Resting-State Functional Connectivity following Phonological Component Analysis: The Combined Action of Phonology and Visual Orthographic Cues


Anomia is the most frequent and pervasive symptom for people with aphasia (PWA). Phonological component analysis (PCA) is a therapy incorporating phonological cues to treat anomia. Investigations of neural correlates supporting improvements following PCA remain scarce. Resting-state functional connectivity (rsFC) as a marker of therapy-induced neuroplasticity has been reported by our team. The present study explores the efficacy of PCA in French and associated therapy-induced neuroplasticity using whole-brain rsFC analysis. Ten PWA participated in a pre-/post-PCA fMRI study with cognitive linguistic assessments. PCA was delivered in French following the standard procedure.
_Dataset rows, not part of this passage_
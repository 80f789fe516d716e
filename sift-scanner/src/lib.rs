pub mod crawler;
pub mod dump;
pub mod error;
pub mod fetch;
pub mod links;
pub mod page;
pub mod score;

pub use crawler::{CrawlLimits, CrawlNode, CrawlSession, CrawlTree, VisitedSet};
pub use error::ScanError;
pub use fetch::{Fetch, FetchConfig, HttpFetcher};
pub use page::Page;
pub use score::{KeywordScorer, ScoringConfig};
//! Tiered keyword scoring.
//!
//! Matching is case-insensitive substring counting: the text is lowercased
//! once, then every term is counted by a non-overlapping forward scan. A term
//! embedded in a longer word still counts ("ai" inside "said"), which is why
//! the weak tier carries an aggregate cap.

use serde::{Deserialize, Serialize};

pub const STRONG_AI_WEIGHT: f64 = 5.0;
pub const WEAK_AI_WEIGHT: f64 = 1.0;
pub const WEAK_AI_CAP: f64 = 30.0;
pub const CONTENT_WEIGHT: f64 = 12.0;
pub const USER_TERM_WEIGHT: f64 = 30.0;

pub const STRONG_AI_TERMS: &[&str] = &[
    "artificial intelligence",
    "machine learning",
    "deep learning",
    "neural network",
    "generative ai",
    "large language model",
    "llm",
    "gpt",
];

pub const WEAK_AI_TERMS: &[&str] = &[
    "ai",
    "automation",
    "algorithm",
    "chatbot",
    "computer vision",
    "data science",
];

pub const CONTENT_TERMS: &[&str] = &[
    "news",
    "report",
    "analysis",
    "announced",
    "launch",
    "study",
];

/// A named keyword set with a per-occurrence weight.
///
/// When `cap` is set it bounds the tier's summed weighted score, not any
/// single term.
#[derive(Debug, Clone, PartialEq, Serialize, Deserialize)]
pub struct KeywordTier {
    pub name: String,
    pub terms: Vec<String>,
    pub weight: f64,
    #[serde(default)]
    pub cap: Option<f64>,
}

impl KeywordTier {
    pub fn new(name: &str, terms: &[&str], weight: f64, cap: Option<f64>) -> Self {
        Self {
            name: name.to_string(),
            terms: terms.iter().map(|t| t.to_lowercase()).collect(),
            weight,
            cap,
        }
    }

    /// Returns (raw occurrence count, uncapped weighted sum) and appends hits.
    fn tally(&self, text: &str, hits: &mut Vec<KeywordHit>) -> (u32, f64) {
        let mut occurrences = 0;
        for term in &self.terms {
            let count = count_occurrences(text, &term.to_lowercase());
            if count > 0 {
                hits.push(KeywordHit {
                    term: term.clone(),
                    count,
                });
                occurrences += count;
            }
        }
        (occurrences, occurrences as f64 * self.weight)
    }

    fn capped(&self, raw: f64) -> f64 {
        match self.cap {
            Some(cap) => raw.min(cap),
            None => raw,
        }
    }
}

/// Tier definitions and the user-term weight for one scorer.
#[derive(Debug, Clone, PartialEq, Serialize, Deserialize)]
#[serde(default)]
pub struct ScoringConfig {
    pub strong: KeywordTier,
    pub weak: KeywordTier,
    pub content: KeywordTier,
    pub user_weight: f64,
}

impl Default for ScoringConfig {
    fn default() -> Self {
        Self {
            strong: KeywordTier::new("strong AI", STRONG_AI_TERMS, STRONG_AI_WEIGHT, None),
            weak: KeywordTier::new("weak AI", WEAK_AI_TERMS, WEAK_AI_WEIGHT, Some(WEAK_AI_CAP)),
            content: KeywordTier::new("content quality", CONTENT_TERMS, CONTENT_WEIGHT, None),
            user_weight: USER_TERM_WEIGHT,
        }
    }
}

#[derive(Debug, Clone, PartialEq, Eq, Serialize, Deserialize)]
pub struct KeywordHit {
    pub term: String,
    pub count: u32,
}

/// Result of scoring one block of text.
#[derive(Debug, Clone, Default, PartialEq, Serialize, Deserialize)]
pub struct ScoreBreakdown {
    pub total: f64,
    /// Strong plus weak occurrences, uncapped. Display only.
    ///
    /// This is a plain occurrence count, so it does not move when tier
    /// weights are reconfigured. At the default weights it equals
    /// `strong / 5.0 + weak_raw`.
    pub ai_count: u32,
    /// Occurrences of every user-term alternative, uncapped.
    pub user_count: u32,
    pub strong: f64,
    pub weak_raw: f64,
    pub content: f64,
    pub user: f64,
    /// Matched terms in tier declaration order.
    pub hits: Vec<KeywordHit>,
}

#[derive(Debug, Clone, Default)]
pub struct KeywordScorer {
    config: ScoringConfig,
}

impl KeywordScorer {
    pub fn new(config: ScoringConfig) -> Self {
        Self { config }
    }

    pub fn config(&self) -> &ScoringConfig {
        &self.config
    }

    /// Score `text` against the tiers and the whitespace-separated
    /// alternatives of `user_term`.
    pub fn score(&self, text: &str, user_term: &str) -> ScoreBreakdown {
        if text.is_empty() {
            return ScoreBreakdown::default();
        }
        let text = text.to_lowercase();
        let mut hits = Vec::new();

        let (strong_hits, strong) = self.config.strong.tally(&text, &mut hits);
        let (weak_hits, weak_raw) = self.config.weak.tally(&text, &mut hits);
        let (_, content_raw) = self.config.content.tally(&text, &mut hits);

        let mut user_count = 0;
        for alternative in user_alternatives(user_term) {
            let count = count_occurrences(&text, &alternative);
            if count > 0 {
                hits.push(KeywordHit {
                    term: alternative,
                    count,
                });
                user_count += count;
            }
        }
        let user = user_count as f64 * self.config.user_weight;

        let strong = self.config.strong.capped(strong);
        let content = self.config.content.capped(content_raw);
        let total = strong + self.config.weak.capped(weak_raw) + content + user;

        ScoreBreakdown {
            total,
            ai_count: strong_hits + weak_hits,
            user_count,
            strong,
            weak_raw,
            content,
            user,
            hits,
        }
    }
}

/// Lowercased, de-duplicated alternatives of a user term, in input order.
pub fn user_alternatives(user_term: &str) -> Vec<String> {
    let mut alternatives: Vec<String> = Vec::new();
    for word in user_term.split_whitespace() {
        let word = word.to_lowercase();
        if !alternatives.contains(&word) {
            alternatives.push(word);
        }
    }
    alternatives
}

/// Non-overlapping forward-scan count. An empty needle never matches.
pub fn count_occurrences(haystack: &str, needle: &str) -> u32 {
    if needle.is_empty() {
        return 0;
    }
    haystack.matches(needle).count() as u32
}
PCA led to significant improvement with trained and untrained items. PCA also led to changes in rsFC between distributed ROIs in the semantic network, visual network, and sub-cortical areas. Changes in rsFC can be interpreted within the frame of the visual and phonological nature of PCA. Behavioral and rsFC data changes associated with PCA in French highlight its efficacy and point to the importance of phonological and orthographic cues to consolidate the word-retrieval strategy, contributing to generalization to untrained words.